Items listed in a dataset
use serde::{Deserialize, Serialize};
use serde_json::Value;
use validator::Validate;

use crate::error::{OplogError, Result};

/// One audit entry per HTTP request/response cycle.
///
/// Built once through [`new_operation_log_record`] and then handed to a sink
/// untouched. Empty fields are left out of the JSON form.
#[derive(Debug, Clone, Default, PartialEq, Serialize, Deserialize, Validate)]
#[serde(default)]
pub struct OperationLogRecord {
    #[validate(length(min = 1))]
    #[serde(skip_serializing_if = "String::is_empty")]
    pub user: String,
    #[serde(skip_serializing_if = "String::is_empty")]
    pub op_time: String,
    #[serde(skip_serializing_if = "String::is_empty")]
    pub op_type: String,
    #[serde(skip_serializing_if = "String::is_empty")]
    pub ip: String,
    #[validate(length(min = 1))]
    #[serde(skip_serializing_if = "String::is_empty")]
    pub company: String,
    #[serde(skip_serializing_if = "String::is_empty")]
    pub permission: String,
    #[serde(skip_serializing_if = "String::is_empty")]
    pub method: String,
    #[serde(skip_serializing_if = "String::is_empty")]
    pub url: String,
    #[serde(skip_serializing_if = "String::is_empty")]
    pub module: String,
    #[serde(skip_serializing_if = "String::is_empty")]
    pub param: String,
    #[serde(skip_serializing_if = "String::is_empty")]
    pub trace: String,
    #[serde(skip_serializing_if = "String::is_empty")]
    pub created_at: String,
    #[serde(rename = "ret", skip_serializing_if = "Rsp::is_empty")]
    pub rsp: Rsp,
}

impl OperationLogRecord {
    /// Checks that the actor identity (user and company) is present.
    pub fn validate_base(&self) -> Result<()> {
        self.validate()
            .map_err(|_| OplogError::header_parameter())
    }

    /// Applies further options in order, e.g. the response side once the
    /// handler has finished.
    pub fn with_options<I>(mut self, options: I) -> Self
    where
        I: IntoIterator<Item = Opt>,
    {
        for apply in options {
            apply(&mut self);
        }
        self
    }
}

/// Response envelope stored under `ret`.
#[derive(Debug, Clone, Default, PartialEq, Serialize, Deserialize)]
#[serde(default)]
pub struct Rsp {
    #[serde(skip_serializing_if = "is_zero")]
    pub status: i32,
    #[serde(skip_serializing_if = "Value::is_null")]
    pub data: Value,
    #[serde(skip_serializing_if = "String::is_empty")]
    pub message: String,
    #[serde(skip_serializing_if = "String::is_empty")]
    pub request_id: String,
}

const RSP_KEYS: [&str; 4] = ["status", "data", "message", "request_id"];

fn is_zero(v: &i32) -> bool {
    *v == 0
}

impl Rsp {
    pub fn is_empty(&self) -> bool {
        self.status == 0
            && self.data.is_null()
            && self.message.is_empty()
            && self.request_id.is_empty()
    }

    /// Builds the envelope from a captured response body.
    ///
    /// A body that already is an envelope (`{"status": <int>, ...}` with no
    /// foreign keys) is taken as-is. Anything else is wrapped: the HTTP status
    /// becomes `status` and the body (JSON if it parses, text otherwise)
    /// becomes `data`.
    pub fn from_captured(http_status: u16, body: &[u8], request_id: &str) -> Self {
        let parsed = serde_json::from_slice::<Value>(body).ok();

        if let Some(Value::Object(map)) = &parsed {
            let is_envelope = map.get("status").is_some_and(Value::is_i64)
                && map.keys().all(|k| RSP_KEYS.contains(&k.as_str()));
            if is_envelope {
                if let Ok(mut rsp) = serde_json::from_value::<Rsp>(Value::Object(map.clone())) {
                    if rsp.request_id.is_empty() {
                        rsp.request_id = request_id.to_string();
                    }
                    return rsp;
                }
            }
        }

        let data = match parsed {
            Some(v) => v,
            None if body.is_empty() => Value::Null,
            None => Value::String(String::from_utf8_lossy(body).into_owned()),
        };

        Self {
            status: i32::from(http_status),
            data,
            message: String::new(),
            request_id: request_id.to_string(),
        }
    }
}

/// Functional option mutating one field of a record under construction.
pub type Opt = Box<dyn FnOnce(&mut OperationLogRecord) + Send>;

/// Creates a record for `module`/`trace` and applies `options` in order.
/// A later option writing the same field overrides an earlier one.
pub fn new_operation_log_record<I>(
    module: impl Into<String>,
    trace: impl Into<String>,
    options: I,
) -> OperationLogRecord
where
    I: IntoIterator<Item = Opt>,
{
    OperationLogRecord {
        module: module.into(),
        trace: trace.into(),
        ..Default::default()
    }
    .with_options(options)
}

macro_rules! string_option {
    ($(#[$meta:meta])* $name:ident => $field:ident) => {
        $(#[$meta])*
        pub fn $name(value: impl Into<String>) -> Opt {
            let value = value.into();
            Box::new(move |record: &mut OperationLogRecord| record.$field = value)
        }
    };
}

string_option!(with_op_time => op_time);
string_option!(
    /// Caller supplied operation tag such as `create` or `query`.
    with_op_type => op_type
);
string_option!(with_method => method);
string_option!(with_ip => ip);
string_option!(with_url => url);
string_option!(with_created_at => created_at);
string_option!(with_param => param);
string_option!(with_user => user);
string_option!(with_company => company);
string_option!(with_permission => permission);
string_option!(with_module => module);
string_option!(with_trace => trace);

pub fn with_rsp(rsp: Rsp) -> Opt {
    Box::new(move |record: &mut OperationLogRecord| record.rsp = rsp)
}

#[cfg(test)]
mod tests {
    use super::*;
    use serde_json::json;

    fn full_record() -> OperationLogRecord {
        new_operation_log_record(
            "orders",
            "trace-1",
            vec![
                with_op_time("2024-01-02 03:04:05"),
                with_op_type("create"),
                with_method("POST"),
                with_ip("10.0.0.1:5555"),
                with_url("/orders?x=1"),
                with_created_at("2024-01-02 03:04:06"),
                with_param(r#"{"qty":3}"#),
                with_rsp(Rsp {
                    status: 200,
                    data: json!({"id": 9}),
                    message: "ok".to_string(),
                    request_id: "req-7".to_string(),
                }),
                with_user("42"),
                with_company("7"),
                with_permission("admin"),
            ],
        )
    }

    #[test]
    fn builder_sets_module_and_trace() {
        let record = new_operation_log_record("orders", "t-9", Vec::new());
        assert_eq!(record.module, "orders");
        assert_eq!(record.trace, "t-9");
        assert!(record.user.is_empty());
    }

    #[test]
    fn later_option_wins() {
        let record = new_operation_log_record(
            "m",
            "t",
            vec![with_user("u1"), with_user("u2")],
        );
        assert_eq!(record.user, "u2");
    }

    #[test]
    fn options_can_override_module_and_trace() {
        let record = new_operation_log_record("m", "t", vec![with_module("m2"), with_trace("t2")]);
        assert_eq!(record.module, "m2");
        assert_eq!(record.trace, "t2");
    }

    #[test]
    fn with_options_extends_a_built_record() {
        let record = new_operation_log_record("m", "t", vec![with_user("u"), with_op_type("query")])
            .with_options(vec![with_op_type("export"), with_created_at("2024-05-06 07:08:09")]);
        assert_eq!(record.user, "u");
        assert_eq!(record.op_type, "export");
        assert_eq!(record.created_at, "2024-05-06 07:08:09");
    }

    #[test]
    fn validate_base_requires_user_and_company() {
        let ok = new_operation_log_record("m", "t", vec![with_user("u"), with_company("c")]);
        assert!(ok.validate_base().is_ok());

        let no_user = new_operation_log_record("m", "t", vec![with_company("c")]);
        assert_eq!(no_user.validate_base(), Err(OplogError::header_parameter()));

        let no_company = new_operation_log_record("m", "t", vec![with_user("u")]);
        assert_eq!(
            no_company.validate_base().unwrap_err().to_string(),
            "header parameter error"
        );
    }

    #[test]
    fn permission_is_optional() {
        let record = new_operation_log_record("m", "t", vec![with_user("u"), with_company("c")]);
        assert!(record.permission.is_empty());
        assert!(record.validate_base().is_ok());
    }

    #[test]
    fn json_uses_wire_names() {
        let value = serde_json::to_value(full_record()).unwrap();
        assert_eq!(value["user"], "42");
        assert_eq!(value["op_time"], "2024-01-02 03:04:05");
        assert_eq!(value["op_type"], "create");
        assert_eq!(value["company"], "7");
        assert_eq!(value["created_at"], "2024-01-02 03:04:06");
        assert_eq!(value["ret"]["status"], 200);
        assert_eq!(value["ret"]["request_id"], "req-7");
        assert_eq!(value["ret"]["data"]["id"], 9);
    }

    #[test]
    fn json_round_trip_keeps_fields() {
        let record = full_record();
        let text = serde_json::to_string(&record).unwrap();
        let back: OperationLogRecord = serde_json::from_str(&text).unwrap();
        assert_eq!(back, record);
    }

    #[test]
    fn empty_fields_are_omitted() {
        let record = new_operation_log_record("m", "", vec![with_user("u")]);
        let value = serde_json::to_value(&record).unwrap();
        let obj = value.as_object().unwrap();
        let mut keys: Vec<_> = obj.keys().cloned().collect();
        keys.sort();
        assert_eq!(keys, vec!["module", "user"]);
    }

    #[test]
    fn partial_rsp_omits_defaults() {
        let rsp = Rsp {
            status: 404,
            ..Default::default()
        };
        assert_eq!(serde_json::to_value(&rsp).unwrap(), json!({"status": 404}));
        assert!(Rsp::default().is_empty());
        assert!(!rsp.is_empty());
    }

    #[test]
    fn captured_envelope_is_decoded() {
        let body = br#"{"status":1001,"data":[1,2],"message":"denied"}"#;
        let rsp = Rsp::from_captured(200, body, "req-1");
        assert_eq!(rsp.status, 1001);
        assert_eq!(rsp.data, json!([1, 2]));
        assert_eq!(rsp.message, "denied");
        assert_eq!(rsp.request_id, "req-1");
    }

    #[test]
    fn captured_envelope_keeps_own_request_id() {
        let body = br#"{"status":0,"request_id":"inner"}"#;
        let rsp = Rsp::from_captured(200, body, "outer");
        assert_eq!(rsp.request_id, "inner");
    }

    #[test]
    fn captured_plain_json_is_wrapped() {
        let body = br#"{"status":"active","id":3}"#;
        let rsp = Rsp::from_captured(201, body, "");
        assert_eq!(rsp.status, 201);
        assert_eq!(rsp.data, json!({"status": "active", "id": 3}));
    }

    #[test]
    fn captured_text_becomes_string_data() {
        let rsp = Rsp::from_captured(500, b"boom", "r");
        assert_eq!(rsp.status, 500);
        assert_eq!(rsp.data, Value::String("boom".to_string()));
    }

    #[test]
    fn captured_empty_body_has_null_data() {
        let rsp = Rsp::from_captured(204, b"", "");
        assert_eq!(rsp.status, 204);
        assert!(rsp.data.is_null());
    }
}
--
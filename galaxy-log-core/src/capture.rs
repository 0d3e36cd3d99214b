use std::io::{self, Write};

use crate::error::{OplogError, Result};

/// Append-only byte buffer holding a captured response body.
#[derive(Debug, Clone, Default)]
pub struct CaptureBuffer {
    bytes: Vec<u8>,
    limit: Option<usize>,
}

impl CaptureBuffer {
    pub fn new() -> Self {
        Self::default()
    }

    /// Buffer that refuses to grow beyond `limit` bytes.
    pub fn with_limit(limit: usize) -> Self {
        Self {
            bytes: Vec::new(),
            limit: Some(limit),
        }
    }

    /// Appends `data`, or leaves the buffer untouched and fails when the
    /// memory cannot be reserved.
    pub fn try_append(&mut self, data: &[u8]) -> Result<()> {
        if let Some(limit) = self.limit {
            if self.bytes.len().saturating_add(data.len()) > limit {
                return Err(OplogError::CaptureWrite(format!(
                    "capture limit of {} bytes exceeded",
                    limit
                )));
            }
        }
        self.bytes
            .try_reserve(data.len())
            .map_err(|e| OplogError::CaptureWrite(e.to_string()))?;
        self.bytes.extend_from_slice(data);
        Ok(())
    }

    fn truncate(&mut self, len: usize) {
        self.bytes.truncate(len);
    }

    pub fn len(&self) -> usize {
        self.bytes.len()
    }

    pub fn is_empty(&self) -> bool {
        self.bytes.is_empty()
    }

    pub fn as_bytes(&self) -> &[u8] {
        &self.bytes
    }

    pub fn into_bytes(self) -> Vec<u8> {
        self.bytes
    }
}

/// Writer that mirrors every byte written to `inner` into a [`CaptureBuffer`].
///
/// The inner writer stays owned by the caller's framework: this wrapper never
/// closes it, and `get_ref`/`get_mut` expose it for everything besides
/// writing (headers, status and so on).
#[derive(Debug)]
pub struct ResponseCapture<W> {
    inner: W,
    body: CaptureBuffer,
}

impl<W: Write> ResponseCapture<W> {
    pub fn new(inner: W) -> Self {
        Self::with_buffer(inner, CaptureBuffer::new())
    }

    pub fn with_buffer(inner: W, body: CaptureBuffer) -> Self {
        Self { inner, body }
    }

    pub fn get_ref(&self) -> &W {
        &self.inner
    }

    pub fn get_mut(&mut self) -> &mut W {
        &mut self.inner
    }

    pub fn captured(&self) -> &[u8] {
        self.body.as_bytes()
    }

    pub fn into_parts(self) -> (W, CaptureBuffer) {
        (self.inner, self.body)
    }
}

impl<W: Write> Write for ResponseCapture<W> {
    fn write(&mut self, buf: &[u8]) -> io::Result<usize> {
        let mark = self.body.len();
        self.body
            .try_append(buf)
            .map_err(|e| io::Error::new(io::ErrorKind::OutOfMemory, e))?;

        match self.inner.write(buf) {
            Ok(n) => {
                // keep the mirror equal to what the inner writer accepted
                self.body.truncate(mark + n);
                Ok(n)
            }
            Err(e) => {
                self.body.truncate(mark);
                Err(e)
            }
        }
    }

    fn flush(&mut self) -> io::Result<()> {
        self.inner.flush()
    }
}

The problem → What lines in the records contain the word "ResponseCapture"? Return each one.

Completed exercise →
pub struct ResponseCapture<W> {
impl<W: Write> ResponseCapture<W> {
impl<W: Write> Write for ResponseCapture<W> {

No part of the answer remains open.